The implementation plan outlines how the White House will accomplish the goals outlined in the national cybersecurity plan and is supposed to be a “living document” that is updated as initiatives are complete or new initiatives are added. The implementation plan 2.0 is expected “late spring, early summer,” said Brian Scott, deputy assistant national cyber director for cyber policy and programs.
Speaking at the ICS-focused security conference S4x24 in Miami, Scott also noted that cybersecurity pros can expect an update on software liability reform in the next implementation plan release, and the Biden administration is currently looking at developing a framework around software liability. The White House is also convening a symposium of law professors at the end of March around the issue, he said.
“The administration is committed to working with Congress to develop legislative action to incentivize development of software with more secure code,” Scott said.
One aspect of the framework will be exploring how best to implement safe harbor incentives for companies that are developing code using secure methods. Companies that align with those best practices — which are still being explored — are less likely to face legal issues down the road.
“We want to raise the bar here and raise the standards of care to a higher level for the development of software,” Scott said.

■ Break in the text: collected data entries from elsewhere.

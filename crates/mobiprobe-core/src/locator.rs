//! Selectors and the ordered lookup strategies derived from an identifier.
//!
//! UI frameworks expose identifiers inconsistently: React Native test ids
//! surface as a bare `resource-id`, while native views carry the
//! application-qualified `<package>:id/<name>` form. [`LookupStrategy::ORDER`]
//! lists the three forms tried for every identifier, most portable first.
//!
//! # Example
//!
//! ```
//! use mobiprobe_core::locator::LookupStrategy;
//!
//! let selectors: Vec<String> = LookupStrategy::ORDER
//!     .iter()
//!     .map(|s| s.selector("test-button", "com.testapp1").value)
//!     .collect();
//!
//! assert_eq!(selectors, vec![
//!     "//*[@resource-id='test-button']".to_string(),
//!     "test-button".to_string(),
//!     "com.testapp1:id/test-button".to_string(),
//! ]);
//! ```

use std::fmt;

use serde::{Deserialize, Serialize};

/// How the automation service should interpret a selector value.
#[derive(Debug, Clone, Copy, PartialEq, Eq, Hash, Serialize, Deserialize)]
#[serde(rename_all = "snake_case")]
pub enum SelectorKind {
    /// An XPath expression over the UI hierarchy.
    #[serde(rename = "xpath")]
    XPath,
    /// An accessibility/resource id, plain or namespace-qualified.
    Id,
    /// A platform widget class, e.g. `android.widget.Switch`.
    ClassName,
}

impl SelectorKind {
    /// The W3C `using` value for this kind.
    pub fn as_w3c(&self) -> &'static str {
        match self {
            SelectorKind::XPath => "xpath",
            SelectorKind::Id => "id",
            SelectorKind::ClassName => "class name",
        }
    }
}

/// A (selector-kind, selector-value) pair sent to the automation service.
#[derive(Debug, Clone, PartialEq, Eq, Hash, Serialize, Deserialize)]
pub struct Selector {
    pub kind: SelectorKind,
    pub value: String,
}

impl Selector {
    pub fn xpath(value: impl Into<String>) -> Self {
        Self { kind: SelectorKind::XPath, value: value.into() }
    }

    pub fn id(value: impl Into<String>) -> Self {
        Self { kind: SelectorKind::Id, value: value.into() }
    }

    pub fn class_name(value: impl Into<String>) -> Self {
        Self { kind: SelectorKind::ClassName, value: value.into() }
    }

    /// XPath matching any element whose `text` attribute equals `text`.
    pub fn exact_text(text: &str) -> Self {
        Self::xpath(format!("//*[@text={}]", xpath_literal(text)))
    }

    /// XPath matching any element whose `text` attribute contains `text`.
    pub fn text_contains(text: &str) -> Self {
        Self::xpath(format!("//*[contains(@text, {})]", xpath_literal(text)))
    }
}

impl fmt::Display for Selector {
    fn fmt(&self, f: &mut fmt::Formatter<'_>) -> fmt::Result {
        write!(f, "{}={}", self.kind.as_w3c(), self.value)
    }
}

/// One form of lookup derived from an element identifier.
#[derive(Debug, Clone, Copy, PartialEq, Eq, Hash, Serialize, Deserialize)]
#[serde(rename_all = "snake_case")]
pub enum LookupStrategy {
    /// `//*[@resource-id='<id>']`
    XPathResourceId,
    /// The raw identifier as an id lookup.
    DirectId,
    /// `<namespace>:id/<id>` as an id lookup.
    QualifiedId,
}

impl LookupStrategy {
    /// The fixed order in which strategies are attempted.
    pub const ORDER: [LookupStrategy; 3] = [
        LookupStrategy::XPathResourceId,
        LookupStrategy::DirectId,
        LookupStrategy::QualifiedId,
    ];

    /// Every strategy for `identifier`, paired with its selector, in [`ORDER`](Self::ORDER).
    pub fn for_identifier(identifier: &str, namespace: &str) -> [(LookupStrategy, Selector); 3] {
        Self::ORDER.map(|strategy| (strategy, strategy.selector(identifier, namespace)))
    }

    /// Builds the selector for `identifier` under this strategy.
    pub fn selector(&self, identifier: &str, namespace: &str) -> Selector {
        match self {
            LookupStrategy::XPathResourceId => {
                Selector::xpath(format!("//*[@resource-id={}]", xpath_literal(identifier)))
            }
            LookupStrategy::DirectId => Selector::id(identifier),
            LookupStrategy::QualifiedId => Selector::id(qualified_id(namespace, identifier)),
        }
    }

    /// Short label used in transcript lines.
    pub fn label(&self) -> &'static str {
        match self {
            LookupStrategy::XPathResourceId => "XPath",
            LookupStrategy::DirectId => "direct ID",
            LookupStrategy::QualifiedId => "full resource-id",
        }
    }
}

impl fmt::Display for LookupStrategy {
    fn fmt(&self, f: &mut fmt::Formatter<'_>) -> fmt::Result {
        f.write_str(self.label())
    }
}

/// `<namespace>:id/<identifier>`, or the bare identifier if `namespace` is empty.
pub fn qualified_id(namespace: &str, identifier: &str) -> String {
    if namespace.is_empty() {
        identifier.to_string()
    } else {
        format!("{namespace}:id/{identifier}")
    }
}

/// Selectors for the confirm button of a platform alert, in the order they
/// are tried.
pub fn alert_dismiss_selectors() -> [Selector; 3] {
    [
        Selector::id("android:id/button1"),
        Selector::exact_text("OK"),
        Selector::exact_text("ok"),
    ]
}

/// Quotes `s` as an XPath 1.0 string literal.
///
/// XPath 1.0 has no escape sequences, so a value holding both quote kinds is
/// assembled with `concat()`.
pub fn xpath_literal(s: &str) -> String {
    if !s.contains('\'') {
        return format!("'{s}'");
    }
    if !s.contains('"') {
        return format!("\"{s}\"");
    }
    let parts: Vec<String> = s.split('\'').map(|p| format!("'{p}'")).collect();
    format!("concat({})", parts.join(", \"'\", "))
}

#[cfg(test)]
mod tests {
    use super::*;

    #[test]
    fn strategies_are_ordered_xpath_raw_qualified() {
        let pairs = LookupStrategy::for_identifier("swipe-area", "com.testapp1");

        assert_eq!(pairs[0], (LookupStrategy::XPathResourceId, Selector::xpath("//*[@resource-id='swipe-area']")));
        assert_eq!(pairs[1], (LookupStrategy::DirectId, Selector::id("swipe-area")));
        assert_eq!(pairs[2], (LookupStrategy::QualifiedId, Selector::id("com.testapp1:id/swipe-area")));
    }

    #[test]
    fn empty_namespace_leaves_id_bare() {
        assert_eq!(qualified_id("", "title"), "title");
        assert_eq!(qualified_id("com.testapp2", "title"), "com.testapp2:id/title");
    }

    #[test]
    fn strategy_labels() {
        assert_eq!(LookupStrategy::XPathResourceId.label(), "XPath");
        assert_eq!(LookupStrategy::DirectId.to_string(), "direct ID");
        assert_eq!(LookupStrategy::QualifiedId.label(), "full resource-id");
    }

    #[test]
    fn xpath_literal_quoting() {
        assert_eq!(xpath_literal("plain"), "'plain'");
        assert_eq!(xpath_literal("it's"), "\"it's\"");
        assert_eq!(
            xpath_literal(r#"say "it's""#),
            r#"concat('say "it', "'", 's"')"#
        );
    }

    #[test]
    fn alert_selectors_try_platform_button_first() {
        let selectors = alert_dismiss_selectors();
        assert_eq!(selectors[0], Selector::id("android:id/button1"));
        assert_eq!(selectors[1].value, "//*[@text='OK']");
        assert_eq!(selectors[2].value, "//*[@text='ok']");
    }

    #[test]
    fn text_contains_selector() {
        assert_eq!(
            Selector::text_contains("Red").value,
            "//*[contains(@text, 'Red')]"
        );
    }

    #[test]
    fn selector_display_and_serde() {
        let sel = Selector::class_name("android.widget.Switch");
        assert_eq!(sel.to_string(), "class name=android.widget.Switch");

        let json = serde_json::to_string(&sel).unwrap();
        assert_eq!(json, r#"{"kind":"class_name","value":"android.widget.Switch"}"#);
        let back: Selector = serde_json::from_str(&json).unwrap();
        assert_eq!(back, sel);
    }
}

Scott also said to expect the next steps on the White House’s goal to achieve regulatory harmonization across the critical infrastructure sectors. The harmonization effort — which is the first initiative in the implementation plan — will try to coalesce the cacophony of regulations and technical standards that critical infrastructure organizations are expected to follow. The idea is to lower the cost of duplicative or conflicting regulations and standards.
ONCD released a request for information last July asking industry and experts to get a scope of the task ahead that will drive some of the ideas. The White House is developing another framework that could harmonize baseline requirements that apply across as many sectors as possible.
In September, ONCD officials told CyberScoop that the initial idea would not include operational technology as it was considered too bespoke at the time, and instead focus more on IT rules, while noting that they were open to changing that.